You must have heard it many times before, of instances where malicious text messages and shared files can be used to cause smartphones to reboot or cause system crashes. Android smartphone users should be a bit more worried because now, it seems that an innocuous-looking image has the ability to soft-brick your Android phone if you set it up as the wallpaper. From what we understand so far, this is particularly potent on many Samsung Galaxy smartphones. The exact reason for the wallpaper-led crash isn't clear and Google has not released a statement yet.
The flaw was first flagged by a leaker named Ice Universe who said in a tweet that this wallpaper is causing some smartphones to crash or soft-brick. So, what exactly is soft-bricking? This happens when your phone can't be used in way or rendered useless, till the time you reset the device completely. Strangely, this simple, idyllic image is actually leading some Android phones to crash and then go into this condition called "soft-bricked" when the image is set up as a wallpaper. After being used as a wallpaper, the device crashes and the bug causes the display to switch on and off while on the lock screen.

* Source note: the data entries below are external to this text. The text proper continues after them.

//! Pie layout: records to angular segments.

use crate::geometry::ArcGeometry;
use crate::record::Record;
use serde::Serialize;
use std::f64::consts::TAU;

/// One record's slice of the circle for a single cycle.
#[derive(Debug, Clone, Copy, PartialEq, Serialize)]
pub struct Segment<'a> {
    /// The source record.
    pub record: &'a Record,
    /// Position in layout order.
    pub index: usize,
    /// Start angle in radians.
    pub start_angle: f64,
    /// End angle in radians.
    pub end_angle: f64,
    /// The (clamped) cost the slice represents.
    pub value: f64,
}

impl Segment<'_> {
    /// The animatable geometry of this segment.
    #[must_use]
    pub fn geometry(&self) -> ArcGeometry {
        ArcGeometry::new(self.start_angle, self.end_angle, self.value)
    }

    /// Share of the full circle in `[0, 1]`.
    #[must_use]
    pub fn share(&self) -> f64 {
        (self.end_angle - self.start_angle) / TAU
    }
}

/// Lays records out around the full circle in the order given.
///
/// Each record gets an angular width proportional to its cost. Records
/// are never sorted, so a record keeps its angular position while only its
/// own cost changes. Zero-cost records get a zero-width segment at the
/// current angle. If every cost is zero, every segment is zero-width at
/// angle 0.
pub fn pie<'a, I>(records: I) -> Vec<Segment<'a>>
where
    I: IntoIterator<Item = &'a Record>,
{
    let records: Vec<&Record> = records.into_iter().collect();
    let total: f64 = records.iter().map(|r| r.layout_cost()).sum();
    let scale = if total > 0.0 { TAU / total } else { 0.0 };

    let mut angle = 0.0;
    records
        .into_iter()
        .enumerate()
        .map(|(index, record)| {
            let value = record.layout_cost();
            let start_angle = angle;
            angle += value * scale;
            Segment {
                record,
                index,
                start_angle,
                end_angle: angle,
                value,
            }
        })
        .collect()
}

#[cfg(test)]
mod tests {
    use super::*;
    use std::f64::consts::PI;

    fn rec(id: &str, cost: f64) -> Record {
        Record::new(id, id, cost)
    }

    fn widths_sum(segments: &[Segment<'_>]) -> f64 {
        segments.iter().map(|s| s.end_angle - s.start_angle).sum()
    }

    #[test]
    fn single_record_spans_circle() {
        let records = [rec("a", 100.0)];
        let segments = pie(&records);
        assert_eq!(segments.len(), 1);
        assert_eq!(segments[0].start_angle, 0.0);
        assert!((segments[0].end_angle - TAU).abs() < 1e-12);
    }

    #[test]
    fn proportional_and_unsorted() {
        let records = [rec("a", 100.0), rec("b", 300.0)];
        let segments = pie(&records);
        assert!((segments[0].end_angle - PI / 2.0).abs() < 1e-12);
        assert!((segments[1].start_angle - PI / 2.0).abs() < 1e-12);
        assert!((segments[1].end_angle - TAU).abs() < 1e-12);

        // Larger value second stays second
        assert_eq!(segments[1].record.id.as_str(), "b");
        assert!((segments[0].share() - 0.25).abs() < 1e-12);
    }

    #[test]
    fn zero_cost_gets_zero_width() {
        let records = [rec("a", 1.0), rec("z", 0.0), rec("b", 1.0)];
        let segments = pie(&records);
        assert_eq!(segments.len(), 3);
        assert_eq!(segments[1].start_angle, segments[1].end_angle);
        assert!((segments[1].start_angle - PI).abs() < 1e-12);
        assert!((widths_sum(&segments) - TAU).abs() < 1e-9);
    }

    #[test]
    fn negative_cost_is_clamped() {
        let records = [rec("a", -50.0), rec("b", 10.0)];
        let segments = pie(&records);
        assert_eq!(segments[0].value, 0.0);
        assert!((segments[1].end_angle - TAU).abs() < 1e-12);
    }

    #[test]
    fn all_zero_costs_collapse_at_origin() {
        let records = [rec("a", 0.0), rec("b", 0.0)];
        let segments = pie(&records);
        assert!(segments.iter().all(|s| s.start_angle == 0.0 && s.end_angle == 0.0));
    }

    #[test]
    fn empty_input() {
        assert!(pie(std::iter::empty()).is_empty());
    }

    #[test]
    fn indices_follow_input_order() {
        let records = [rec("c", 1.0), rec("a", 2.0), rec("b", 3.0)];
        let order: Vec<(usize, &str)> = pie(&records)
            .iter()
            .map(|s| (s.index, s.record.id.as_str()))
            .collect();
        assert_eq!(order, [(0, "c"), (1, "a"), (2, "b")]);
    }
}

WARNING！！！Never set this picture as wallpaper, especially for Samsung mobile phone users!It will cause your phone to crash!Don't try it!If someone sends you this picture, please ignore it. pic.twitter.com/rVbozJdhkL— Ice universe (@UniverseIce) May 31, 2020
Although this doesn't affect all Android devices and OnePlus as well as Huawei smartphones were found to be immune of these issues while setting up this image as wallpaper. Having said that, some users pointed out that the issue was present on Google Pixel 3 XL running on Android 10. However, it was not there on the Pixel 4 XL running on Android 11. Whatever the hardware and software combination you have on hand, it is highly recommended you don't use this image as your wallpaper.
I won't show everything, but basically, the function doColorManagement of the ColorManagementProxy is called at some point. This function checks if the Color Space of the image is supported by the device. The image is supported by default if its color space is SRGB, or... pic.twitter.com/1Ga8DBTEEY— Dylan Roussel (@evowizz) May 31, 2020
We’ll update this article when Google comes up with a response or if any further insight is revealed on the topic. Until then, you would definitely be going to want to avoid this image, let alone setting it up as your mobile wallpaper.